States like Nevada and Pennsylvania have run campaigns to raise awareness. Nonprofits across the US are educating the public about gambling risks and offering help as well, setting up support groups and helplines.
The evidence is clear: programs for problem gamblers can work well in conjunction with safe online gambling.
Lessons from International Markets
Countries in Europe, such as the UK (online gambling was legalized in 2005), the Netherlands (online gambling was legalized in 2021), and Belgium (online gambling was legalized in 2011), provide valuable insights into effective online gambling regulation and taxation strategies.
iGaming Regulation in the United Kingdom
The UK has made gambling a part of its culture. Betting on horse races and sports has been legal for nearly seventy years. The country now has a robust online gambling framework managed by the Gambling Commission. This includes strict licensing, strong consumer protections, and plans for a levy on operators that will fund responsible gambling initiatives starting in 2024-2025.
The new proposal targets to control online spending by:
- Setting a betting limit between £2 and £15.
- Requiring affordability checks, similar to those for loans or credit cards.
- Improving access to resources for problem gamblers.
However, bettors feel partially constrained by these regulations, being told how much they can bet and when.
iGaming Regulations in The Netherlands
In 2021, the Netherlands launched its Remote Gambling Act. This marked a major step towards regulating online gambling. The Act imposed strict licensing rules, implementing measures to prevent gambling addiction and protect vulnerable groups. Also asserting that iGaming site operators must contribute funds toward addiction prevention and treatment.

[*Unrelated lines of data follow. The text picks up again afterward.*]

use anyhow::{anyhow, Result};
use serde_json::Value;
use std::future::Future;
use std::time::Duration;
use tokio::sync::RwLock;
use tokio::time::Instant;
use tracing::debug;

/// Lifetime assumed when the token endpoint does not report one
pub const DEFAULT_EXPIRES_IN: u64 = 1800;

/// Tokens are treated as expired this long before the server says they are
pub const EXPIRY_MARGIN: Duration = Duration::from_secs(60);

/// A freshly issued access token
#[derive(Debug, Clone, PartialEq, Eq)]
pub struct TokenData {
    pub access_token: String,
    pub expires_in: u64,
}

impl TokenData {
    pub fn new<S: Into<String>>(access_token: S, expires_in: u64) -> Self {
        Self {
            access_token: access_token.into(),
            expires_in,
        }
    }

    /// Read a standard OAuth token response
    pub fn from_response(response: &Value) -> Result<Self> {
        let access_token = response
            .get("access_token")
            .and_then(|v| v.as_str())
            .ok_or_else(|| anyhow!("access_token not found in token response"))?;
        let expires_in = response
            .get("expires_in")
            .and_then(|v| v.as_u64())
            .unwrap_or(DEFAULT_EXPIRES_IN);
        Ok(Self::new(access_token, expires_in))
    }
}

#[derive(Debug, Clone)]
struct CachedToken {
    token: String,
    expires_at: Instant,
}

/// In-memory cache for a client-credentials token, owned by the client that uses it.
///
/// Concurrent callers that all see an expired token will each fetch a new one. Whichever
/// finishes last is what later readers get, which is fine for bearer tokens.
#[derive(Debug, Default)]
pub struct TokenCache {
    state: RwLock<Option<CachedToken>>,
}

impl TokenCache {
    pub fn new() -> Self {
        Self::default()
    }

    /// The cached token if it has not expired
    pub async fn get(&self) -> Option<String> {
        let state = self.state.read().await;
        state
            .as_ref()
            .filter(|cached| Instant::now() < cached.expires_at)
            .map(|cached| cached.token.clone())
    }

    /// Return the cached token, running `fetch` to replace it when it is missing or expired
    pub async fn get_or_refresh<F, Fut>(&self, fetch: F) -> Result<String>
    where
        F: FnOnce() -> Fut,
        Fut: Future<Output = Result<TokenData>>,
    {
        if let Some(token) = self.get().await {
            return Ok(token);
        }

        let data = fetch().await?;
        let lifetime = Duration::from_secs(data.expires_in).saturating_sub(EXPIRY_MARGIN);
        debug!(expires_in = data.expires_in, "refreshed access token");

        let mut state = self.state.write().await;
        *state = Some(CachedToken {
            token: data.access_token.clone(),
            expires_at: Instant::now() + lifetime,
        });
        Ok(data.access_token)
    }

    /// Drop the cached token so the next read fetches a new one
    pub async fn invalidate(&self) {
        *self.state.write().await = None;
    }
}

/// Run the OAuth client-credentials grant against `token_url`
pub async fn request_client_credentials(
    client: &reqwest::Client,
    token_url: &str,
    client_id: &str,
    client_secret: &str,
) -> Result<TokenData> {
    let params = [
        ("grant_type", "client_credentials"),
        ("client_id", client_id),
        ("client_secret", client_secret),
    ];

    let resp = client
        .post(token_url)
        .header("Content-Type", "application/x-www-form-urlencoded")
        .form(&params)
        .send()
        .await?;

    if !resp.status().is_success() {
        let err_text = resp.text().await?;
        return Err(anyhow!("Failed to obtain access token: {}", err_text));
    }

    let token_response: Value = resp.json().await?;
    TokenData::from_response(&token_response)
}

On top of these regulations, operators are also taxed based on the size of their player base. Players’ winnings are not directly taxed, increasing the potential tax bill for companies offering betting options in this European state.
In the Netherlands, despite efforts to create a safe gambling environment, high taxes and strict regulations have raised concerns that players might turn to unlicensed offshore platforms for more options.

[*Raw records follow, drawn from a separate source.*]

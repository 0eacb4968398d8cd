pub mod auth;
pub mod conversation;
pub mod errors;
pub mod models;
pub mod orchestrator;
pub mod prompt_template;
pub mod providers;
pub mod tools;
pub mod travel;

iGaming Regulations in Belgium
Belgium has taken a cautious stance on online wagering. Starting July 1, 2023, advertising for online gambling sites was banned. However, a study found that SEO-based search ads still target users. So, those who search related terms can see ads. In 2022, Brussels imposed a €200 weekly betting limit to combat addiction.

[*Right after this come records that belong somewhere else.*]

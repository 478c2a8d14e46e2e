use axum::{
    http::StatusCode,
    response::{IntoResponse, Response},
    Json,
};
use serde_json::json;
use thiserror::Error;

use crate::llm_client::LlmError;
use crate::roadmap::ingest::IngestError;
use crate::roadmap::update::UpdateError;

/// Application-level error type.
/// Implements `IntoResponse` so Axum handlers can return `Result<T, AppError>`.
#[derive(Debug, Error)]
pub enum AppError {
    #[error("Not found: {0}")]
    NotFound(String),

    #[error("Validation error: {0}")]
    Validation(String),

    #[error("Unprocessable entity: {0}")]
    UnprocessableEntity(String),

    #[error("Unauthorized")]
    Unauthorized,

    #[error("Forbidden")]
    Forbidden,

    #[error("Database error: {0}")]
    Database(#[from] sqlx::Error),

    #[error("LLM error: {0}")]
    Llm(String),

    #[error("Internal server error: {0}")]
    Internal(#[from] anyhow::Error),
}

impl From<LlmError> for AppError {
    fn from(e: LlmError) -> Self {
        AppError::Llm(e.to_string())
    }
}

// Stale or invalid task references come from the client (e.g. the roadmap
// was regenerated between page load and click) and must stay a 4xx.
impl From<UpdateError> for AppError {
    fn from(e: UpdateError) -> Self {
        AppError::Validation(e.to_string())
    }
}

impl From<IngestError> for AppError {
    fn from(e: IngestError) -> Self {
        AppError::UnprocessableEntity(e.to_string())
    }
}

impl IntoResponse for AppError {
    fn into_response(self) -> Response {
        let (status, code, message) = match &self {
            AppError::NotFound(msg) => (StatusCode::NOT_FOUND, "NOT_FOUND", msg.clone()),
            AppError::Validation(msg) => (StatusCode::BAD_REQUEST, "VALIDATION_ERROR", msg.clone()),
            AppError::UnprocessableEntity(msg) => (
                StatusCode::UNPROCESSABLE_ENTITY,
                "UNPROCESSABLE_ENTITY",
                msg.clone(),
            ),
            AppError::Unauthorized => (
                StatusCode::UNAUTHORIZED,
                "UNAUTHORIZED",
                "Authentication required".to_string(),
            ),
            AppError::Forbidden => (
                StatusCode::FORBIDDEN,
                "FORBIDDEN",
                "Access denied".to_string(),
            ),
            AppError::Database(e) => {
                tracing::error!("Database error: {e}");
                (
                    StatusCode::INTERNAL_SERVER_ERROR,
                    "DATABASE_ERROR",
                    "A database error occurred".to_string(),
                )
            }
            AppError::Llm(msg) => {
                tracing::error!("LLM error: {msg}");
                (
                    StatusCode::INTERNAL_SERVER_ERROR,
                    "LLM_ERROR",
                    "Roadmap generation failed, please try again".to_string(),
                )
            }
            AppError::Internal(e) => {
                tracing::error!("Internal error: {e:?}");
                (
                    StatusCode::INTERNAL_SERVER_ERROR,
                    "INTERNAL_ERROR",
                    "An internal server error occurred".to_string(),
                )
            }
        };

        let body = Json(json!({
            "error": {
                "code": code,
                "message": message
            }
        }));

        (status, body).into_response()
    }
}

Belgium’s high taxes and strict rules have mixed results. They protect consumers, but also push some to unregulated sites, says BAGO, the Belgian Association of Gaming Operators.
Warnings from an International Market
- The UK model strikes a balance, offering insights on market health and consumer protection.
- The Netherlands’ recent changes show how hard it is to shift from low to strict regulation. It highlights the need for balance in taxes and rules.
- Belgium’s case emphasizes avoiding heavy burdens that drive businesses away.
- Germany’s strict ISTG regulations show the risk of driving players offshore, pointing out the need for flexible policies to keep the legal market competitive.
The US can learn from these examples. It should protect consumers while keeping the market attractive for legal operators.
Conclusion
States face a complex challenge in regulating and taxing betting sites. While higher taxes and stricter laws aim to control the market and increase revenue, they risk pushing players towards unregulated offshore platforms, ultimately defeating their purpose. Thoughtful, balanced policies are needed to ensure both state interests and consumer protections are maintained.